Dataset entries

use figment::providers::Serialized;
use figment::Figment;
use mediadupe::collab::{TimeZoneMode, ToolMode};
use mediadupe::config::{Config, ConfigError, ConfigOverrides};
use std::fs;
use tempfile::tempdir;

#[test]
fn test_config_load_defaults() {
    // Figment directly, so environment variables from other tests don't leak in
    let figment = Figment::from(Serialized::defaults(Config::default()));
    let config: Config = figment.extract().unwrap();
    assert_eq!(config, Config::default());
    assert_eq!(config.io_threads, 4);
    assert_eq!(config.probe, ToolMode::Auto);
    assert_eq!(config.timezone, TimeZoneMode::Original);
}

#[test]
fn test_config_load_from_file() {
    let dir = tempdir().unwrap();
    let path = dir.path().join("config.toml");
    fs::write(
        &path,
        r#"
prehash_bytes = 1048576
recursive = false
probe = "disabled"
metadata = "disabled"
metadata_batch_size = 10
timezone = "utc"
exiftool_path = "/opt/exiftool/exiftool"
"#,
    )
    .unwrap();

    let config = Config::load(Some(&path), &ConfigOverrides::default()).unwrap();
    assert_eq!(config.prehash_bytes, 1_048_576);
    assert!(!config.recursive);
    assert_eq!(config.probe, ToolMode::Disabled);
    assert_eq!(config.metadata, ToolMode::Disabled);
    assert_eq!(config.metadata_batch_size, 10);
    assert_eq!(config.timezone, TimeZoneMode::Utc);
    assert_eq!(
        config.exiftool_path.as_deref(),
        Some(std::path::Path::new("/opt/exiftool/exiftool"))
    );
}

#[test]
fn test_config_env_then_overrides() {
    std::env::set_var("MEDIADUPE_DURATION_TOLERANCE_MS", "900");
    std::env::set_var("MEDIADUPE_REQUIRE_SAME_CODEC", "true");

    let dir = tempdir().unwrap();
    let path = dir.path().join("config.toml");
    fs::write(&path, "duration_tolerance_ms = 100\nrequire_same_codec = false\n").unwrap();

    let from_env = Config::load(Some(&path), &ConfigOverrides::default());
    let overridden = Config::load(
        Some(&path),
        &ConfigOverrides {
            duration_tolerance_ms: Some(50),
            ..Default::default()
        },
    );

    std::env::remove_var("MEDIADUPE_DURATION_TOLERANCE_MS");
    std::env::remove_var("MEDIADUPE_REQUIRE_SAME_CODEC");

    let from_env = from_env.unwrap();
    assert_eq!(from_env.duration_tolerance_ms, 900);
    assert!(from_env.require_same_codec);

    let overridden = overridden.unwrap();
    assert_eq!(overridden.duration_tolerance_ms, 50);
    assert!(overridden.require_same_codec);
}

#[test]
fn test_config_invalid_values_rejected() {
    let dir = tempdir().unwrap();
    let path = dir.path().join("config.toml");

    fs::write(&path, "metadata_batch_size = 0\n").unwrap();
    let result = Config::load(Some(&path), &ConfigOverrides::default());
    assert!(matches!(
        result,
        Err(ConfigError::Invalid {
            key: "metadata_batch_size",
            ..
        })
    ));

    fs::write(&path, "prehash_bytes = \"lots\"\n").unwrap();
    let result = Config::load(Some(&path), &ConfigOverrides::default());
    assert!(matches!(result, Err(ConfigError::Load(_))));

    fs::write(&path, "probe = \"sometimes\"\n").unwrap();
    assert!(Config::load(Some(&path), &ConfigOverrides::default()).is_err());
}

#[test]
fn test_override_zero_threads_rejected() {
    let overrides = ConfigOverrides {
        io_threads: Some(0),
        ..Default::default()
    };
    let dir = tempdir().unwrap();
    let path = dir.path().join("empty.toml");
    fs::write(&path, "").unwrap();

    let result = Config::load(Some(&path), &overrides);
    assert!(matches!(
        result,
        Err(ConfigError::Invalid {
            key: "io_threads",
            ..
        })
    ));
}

*Problem to solve:*
Please find every line in the records above that holds the word "ConfigError" and copy it.

*Worked solution:*
use mediadupe::config::{Config, ConfigError, ConfigOverrides};
        Err(ConfigError::Invalid {
    assert!(matches!(result, Err(ConfigError::Load(_))));
        Err(ConfigError::Invalid {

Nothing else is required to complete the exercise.